WHAT YOU NEED TO DO —
The word "items" appears in some lines of the records below; state how many lines, and nothing else.

SOURCE DATA —
//! Structured field parsing.
//!
//! This module provides the [`Parser`], a recursive-descent reader over an
//! ASCII byte slice. It holds an explicit cursor (`position`) that each
//! sub-grammar advances as it consumes input.
//!
//! ## Overview
//!
//! - **Single pass**: every byte is examined at most once; no backtracking
//! - **Strict**: the first malformed construct aborts the whole parse
//! - **Positioned errors**: each [`Error`] reports the byte offset where it was detected
//!
//! ## Usage
//!
//! Most users should use the high-level functions in the crate root:
//!
//! ```rust
//! use structured_fields::{parse, FieldType};
//!
//! let value = parse(b"text/html;q=1.0", FieldType::List).unwrap();
//! assert_eq!(value.as_list().map(Vec::len), Some(1));
//! ```
//!
//! The parser can also drive a single sub-grammar directly:
//!
//! ```rust
//! use structured_fields::{BareItem, Parser};
//!
//! let mut parser = Parser::new(b"?1;a");
//! assert_eq!(parser.parse_bare_item().unwrap(), BareItem::Boolean(true));
//! assert_eq!(parser.position(), 2);
//! ```

use crate::chars;
use crate::{
    BareItem, Decimal, Dictionary, Error, InnerList, Item, List, ListEntry, Parameters, Result,
    Token,
};
use base64::alphabet;
use base64::engine::{DecodePaddingMode, GeneralPurpose, GeneralPurposeConfig};
use base64::Engine;

const INTEGER_MAX_DIGITS: usize = 15;
const DECIMAL_MAX_CHARS: usize = 16;
const DECIMAL_MAX_INTEGER_DIGITS: usize = 12;
const DECIMAL_MAX_FRACTIONAL_DIGITS: usize = 3;

/// Standard alphabet; padding may be omitted and non-zero pad bits are accepted.
const LENIENT_BASE64: GeneralPurpose = GeneralPurpose::new(
    &alphabet::STANDARD,
    GeneralPurposeConfig::new()
        .with_decode_padding_mode(DecodePaddingMode::Indifferent)
        .with_decode_allow_trailing_bits(true),
);

/// The structured field parser.
///
/// Created over a byte slice via [`Parser::new`]. Each `parse_*` method
/// consumes the construct at the cursor and leaves the cursor just past it.
pub struct Parser<'a> {
    input: &'a [u8],
    position: usize,
}

impl<'a> Parser<'a> {
    pub fn new(input: &'a [u8]) -> Self {
        Parser { input, position: 0 }
    }

    /// Byte offset of the cursor into the input.
    #[must_use]
    pub fn position(&self) -> usize {
        self.position
    }

    /// Checks if we're at the end of input
    #[must_use]
    pub fn at_end(&self) -> bool {
        self.position >= self.input.len()
    }

    fn peek(&self) -> Option<u8> {
        self.input.get(self.position).copied()
    }

    fn next_byte(&mut self) -> Option<u8> {
        let b = self.peek()?;
        self.position += 1;
        Some(b)
    }

    /// Discards leading SP characters.
    pub fn skip_sp(&mut self) {
        while self.peek() == Some(b' ') {
            self.position += 1;
        }
    }

    /// Discards leading OWS (SP and HTAB) characters.
    pub fn skip_ows(&mut self) {
        while self.peek().is_some_and(chars::is_ows) {
            self.position += 1;
        }
    }

    /// Parses a List: comma-separated items or inner lists.
    pub fn parse_list(&mut self) -> Result<List> {
        let mut members = List::new();

        while !self.at_end() {
            members.push(self.parse_item_or_inner_list()?);
            if self.consume_member_separator()? {
                break;
            }
        }

        Ok(members)
    }

    /// Parses a Dictionary. A repeated key overwrites the earlier member in place.
    pub fn parse_dictionary(&mut self) -> Result<Dictionary> {
        let mut dictionary = Dictionary::new();

        while !self.at_end() {
            let key = self.parse_key()?;

            let member = if self.peek() == Some(b'=') {
                self.position += 1;
                self.parse_item_or_inner_list()?
            } else {
                let params = self.parse_parameters()?;
                ListEntry::Item(Item::with_params(true, params))
            };
            dictionary.insert(key, member);

            if self.consume_member_separator()? {
                break;
            }
        }

        Ok(dictionary)
    }

    /// Handles the whitespace and comma after a list or dictionary member.
    /// Returns `true` when the input is exhausted.
    fn consume_member_separator(&mut self) -> Result<bool> {
        self.skip_ows();
        if self.at_end() {
            return Ok(true);
        }

        if self.peek() != Some(b',') {
            return Err(Error::ExpectedComma {
                position: self.position,
            });
        }
        self.position += 1;

        self.skip_ows();
        if self.at_end() {
            return Err(Error::TrailingComma {
                position: self.position,
            });
        }
        Ok(false)
    }

    pub fn parse_item_or_inner_list(&mut self) -> Result<ListEntry> {
        if self.peek() == Some(b'(') {
            self.parse_inner_list().map(ListEntry::InnerList)
        } else {
            self.parse_item().map(ListEntry::Item)
        }
    }

    pub fn parse_inner_list(&mut self) -> Result<InnerList> {
        if self.peek() != Some(b'(') {
            return Err(Error::UnrecognizedItemType {
                position: self.position,
            });
        }
        self.position += 1;

        let mut items = Vec::new();
        loop {
            self.skip_sp();
            match self.peek() {
                None => break,
                Some(b')') => {
                    self.position += 1;
                    let params = self.parse_parameters()?;
                    return Ok(InnerList::with_params(items, params));
                }
                Some(_) => {}
            }

            items.push(self.parse_item()?);

            match self.peek() {
                None => break,
                Some(b' ') | Some(b')') => {}
                Some(_) => {
                    return Err(Error::MalformedInnerListSeparator {
                        position: self.position,
                    })
                }
            }
        }

        Err(Error::UnterminatedInnerList {
            position: self.position,
        })
    }

    pub fn parse_item(&mut self) -> Result<Item> {
        let bare_item = self.parse_bare_item()?;
        let params = self.parse_parameters()?;
        Ok(Item { bare_item, params })
    }

    /// Parses `;key[=value]` pairs until the next character is not `;`.
    pub fn parse_parameters(&mut self) -> Result<Parameters> {
        let mut params = Parameters::new();

        while self.peek() == Some(b';') {
            self.position += 1;
            self.skip_sp();

            let key = self.parse_key()?;
            let value = if self.peek() == Some(b'=') {
                self.position += 1;
                self.parse_bare_item()?
            } else {
                BareItem::Boolean(true)
            };
            params.insert(key, value);
        }

        Ok(params)
    }

    pub fn parse_key(&mut self) -> Result<String> {
        match self.peek() {
            Some(b) if chars::is_key_start(b) => {}
            _ => {
                return Err(Error::InvalidKeyStart {
                    position: self.position,
                })
            }
        }

        let start = self.position;
        while self.peek().is_some_and(chars::is_key_char) {
            self.position += 1;
        }
        Ok(ascii_string(&self.input[start..self.position]))
    }

    /// Parses a bare item, dispatching on its first character.
    pub fn parse_bare_item(&mut self) -> Result<BareItem> {
        match self.peek() {
            None => Err(Error::UnexpectedEnd {
                position: self.position,
            }),
            Some(b) if b == b'-' || chars::is_digit(b) => self.parse_number(),
            Some(b'"') => self.parse_string().map(BareItem::String),
            Some(b) if chars::is_token_start(b) => self.parse_token().map(BareItem::Token),
            Some(b':') => self.parse_byte_sequence().map(BareItem::ByteSequence),
            Some(b'?') => self.parse_boolean().map(BareItem::Boolean),
            Some(_) => Err(Error::UnrecognizedItemType {
                position: self.position,
            }),
        }
    }

    /// Parses an Integer or a Decimal.
    fn parse_number(&mut self) -> Result<BareItem> {
        let negative = self.peek() == Some(b'-');
        if negative {
            self.position += 1;
        }

        match self.peek() {
            Some(b) if chars::is_digit(b) => {}
            _ => {
                return Err(Error::EmptyOrInvalidNumber {
                    position: self.position,
                })
            }
        }

        let start = self.position;
        let mut dot: Option<usize> = None;

        while let Some(b) = self.peek() {
            let len = self.position - start;
            if chars::is_digit(b) {
                self.position += 1;
            } else if b == b'.' && dot.is_none() {
                if len > DECIMAL_MAX_INTEGER_DIGITS {
                    return Err(Error::DecimalIntegerPartTooLong {
                        position: self.position,
                    });
                }
                dot = Some(self.position);
                self.position += 1;
            } else {
                break;
            }

            let len = self.position - start;
            if dot.is_none() && len > INTEGER_MAX_DIGITS {
                return Err(Error::IntegerTooLong {
                    position: self.position,
                });
            }
            if dot.is_some() && len > DECIMAL_MAX_CHARS {
                return Err(Error::DecimalTooLong {
                    position: self.position,
                });
            }
        }

        let digits = &self.input[start..self.position];
        let Some(dot) = dot else {
            let magnitude = digits_value(digits);
            return Ok(BareItem::Integer(if negative { -magnitude } else { magnitude }));
        };

        let int_digits = &self.input[start..dot];
        let frac_digits = &self.input[dot + 1..self.position];
        if frac_digits.is_empty() {
            return Err(Error::TrailingDecimalPoint {
                position: self.position,
            });
        }
        if frac_digits.len() > DECIMAL_MAX_FRACTIONAL_DIGITS {
            return Err(Error::TooManyFractionalDigits {
                position: self.position,
            });
        }

        let mut frac = digits_value(frac_digits);
        for _ in frac_digits.len()..DECIMAL_MAX_FRACTIONAL_DIGITS {
            frac *= 10;
        }
        let magnitude = digits_value(int_digits) * 1000 + frac;
        Ok(BareItem::Decimal(Decimal::from_thousandths(if negative {
            -magnitude
        } else {
            magnitude
        })))
    }

    fn parse_string(&mut self) -> Result<String> {
        let start = self.position;
        if self.next_byte() != Some(b'"') {
            return Err(Error::UnrecognizedItemType { position: start });
        }

        let mut result = String::new();
        loop {
            let position = self.position;
            match self.next_byte() {
                None => return Err(Error::UnterminatedString { position: start }),
                Some(b'\\') => match self.next_byte() {
                    Some(escaped @ (b'"' | b'\\')) => result.push(char::from(escaped)),
                    _ => return Err(Error::InvalidEscape { position }),
                },
                Some(b'"') => return Ok(result),
                Some(b) if chars::is_string_char(b) => result.push(char::from(b)),
                Some(_) => return Err(Error::ControlCharacterInString { position }),
            }
        }
    }

    fn parse_token(&mut self) -> Result<Token> {
        match self.peek() {
            Some(b) if chars::is_token_start(b) => {}
            _ => {
                return Err(Error::UnrecognizedItemType {
                    position: self.position,
                })
            }
        }

        let start = self.position;
        while self.peek().is_some_and(chars::is_token_char) {
            self.position += 1;
        }
        Ok(Token::new(ascii_string(&self.input[start..self.position])))
    }

    fn parse_byte_sequence(&mut self) -> Result<Vec<u8>> {
        let start = self.position;
        if self.next_byte() != Some(b':') {
            return Err(Error::UnrecognizedItemType { position: start });
        }

        let content_start = self.position;
        let rest = &self.input[content_start..];
        let Some(len) = rest.iter().position(|&b| b == b':') else {
            return Err(Error::UnterminatedByteSequence { position: start });
        };
        let content = &rest[..len];

        if let Some(bad) = content.iter().position(|&b| !chars::is_base64_char(b)) {
            return Err(Error::InvalidBase64Alphabet {
                position: content_start + bad,
            });
        }

        let decoded = LENIENT_BASE64
            .decode(content)
            .map_err(|e| Error::Base64DecodeError {
                position: content_start,
                reason: e.to_string(),
            })?;

        // Past the content and the closing ':'.
        self.position = content_start + len + 1;
        Ok(decoded)
    }

    fn parse_boolean(&mut self) -> Result<bool> {
        let start = self.position;
        if self.next_byte() != Some(b'?') {
            return Err(Error::UnrecognizedItemType { position: start });
        }

        match self.peek() {
            Some(b'1') => {
                self.position += 1;
                Ok(true)
            }
            Some(b'0') => {
                self.position += 1;
                Ok(false)
            }
            _ => Err(Error::InvalidBoolean {
                position: self.position,
            }),
        }
    }
}

/// Value of a run of ASCII digits short enough to fit an `i64`.
fn digits_value(digits: &[u8]) -> i64 {
    digits
        .iter()
        .fold(0i64, |acc, &d| acc * 10 + i64::from(d - b'0'))
}

fn ascii_string(bytes: &[u8]) -> String {
    bytes.iter().map(|&b| char::from(b)).collect()
}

ANSWER SECTION —
4